(Bloomberg) -- The shift of jobs and assets to Paris after Brexit will accelerate this year, providing Europe with an opportunity to strengthen its own financial infrastructure, according to Bank of France Governor Francois Villeroy de Galhau.
Financial institutions had transferred about 2,500 jobs and 170 billion euros ($206 billion) worth of assets to France as of the end of 2020, with further relocations expected, Villeroy de Galhau said in an online speech on Tuesday.
The protracted departure of the U.K. from the European Union has triggered a tide of businesses moving from London to the continent’s main financial hubs, he said. In 2019, The European Central Bank estimated that 24 banks will settle in the bloc and a total of 1.3 trillion euros in assets will eventually move from London to the euro area.
European countries have been promoting their own financial centers to attract businesses leaving London. Germany’s Bundesbank said 400 billion euros in assets have been transferred to the country as of the end of 2020, a figure that is set to increase after Morgan Stanley shifts 100 billion euros over the coming months.

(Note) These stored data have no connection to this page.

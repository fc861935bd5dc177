//! Host descriptors before and after provisioning

use super::Role;
use serde::{Deserialize, Serialize};

/// Which address of an instance is used to reach it
#[derive(Debug, Clone, Copy, PartialEq, Eq, Serialize, Deserialize)]
#[serde(rename_all = "snake_case")]
pub enum AddressKind {
    Private,
    Public,
}

impl AddressKind {
    pub fn from_use_private_ip(use_private_ip: bool) -> Self {
        if use_private_ip {
            AddressKind::Private
        } else {
            AddressKind::Public
        }
    }
}

impl std::fmt::Display for AddressKind {
    fn fmt(&self, f: &mut std::fmt::Formatter<'_>) -> std::fmt::Result {
        match self {
            AddressKind::Private => write!(f, "private"),
            AddressKind::Public => write!(f, "public"),
        }
    }
}

/// An instance to be created
#[derive(Debug, Clone, PartialEq, Eq, Serialize, Deserialize)]
pub struct HostSpec {
    pub name: String,
    pub zone: Option<String>,
    pub role: Role,
}

impl HostSpec {
    pub fn new(name: impl Into<String>, zone: Option<String>, role: Role) -> Self {
        Self {
            name: name.into(),
            zone,
            role,
        }
    }
}

/// An instance reported by a provider backend
#[derive(Debug, Clone, PartialEq, Eq, Serialize, Deserialize)]
pub struct ProvisionedInstance {
    pub id: String,
    pub name: String,
    pub private_ip: Option<String>,
    pub public_ip: Option<String>,
    pub zone: Option<String>,
    pub role: Role,
}

impl ProvisionedInstance {
    pub fn address(&self, kind: AddressKind) -> Option<&str> {
        match kind {
            AddressKind::Private => self.private_ip.as_deref(),
            AddressKind::Public => self.public_ip.as_deref(),
        }
    }
}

Villeroy de Galhau said the U.K.’s departure and post-pandemic recovery plans provide an opportunity for the EU to strengthen its own market structures to ensure its financial autonomy. In particular, the bloc should reinforce capabilities for clearing, an area long dominated by London. The economic recovery from the pandemic also a chance to improve the existing financial system, he said.
“It is now or never that we should seize the double opportunity of Brexit and the reconstruction to make a capital markets union,” Villeroy said.
Villeroy welcomed the ECB’s decision to allow banks to partially resume dividend payments, but said it’s only a very cautious first step that will allow them to attract investors and raise capital. The low returns on equity among French banks, roughly half the level of their U.S. counterparts, remains a challenge for the sector, he said.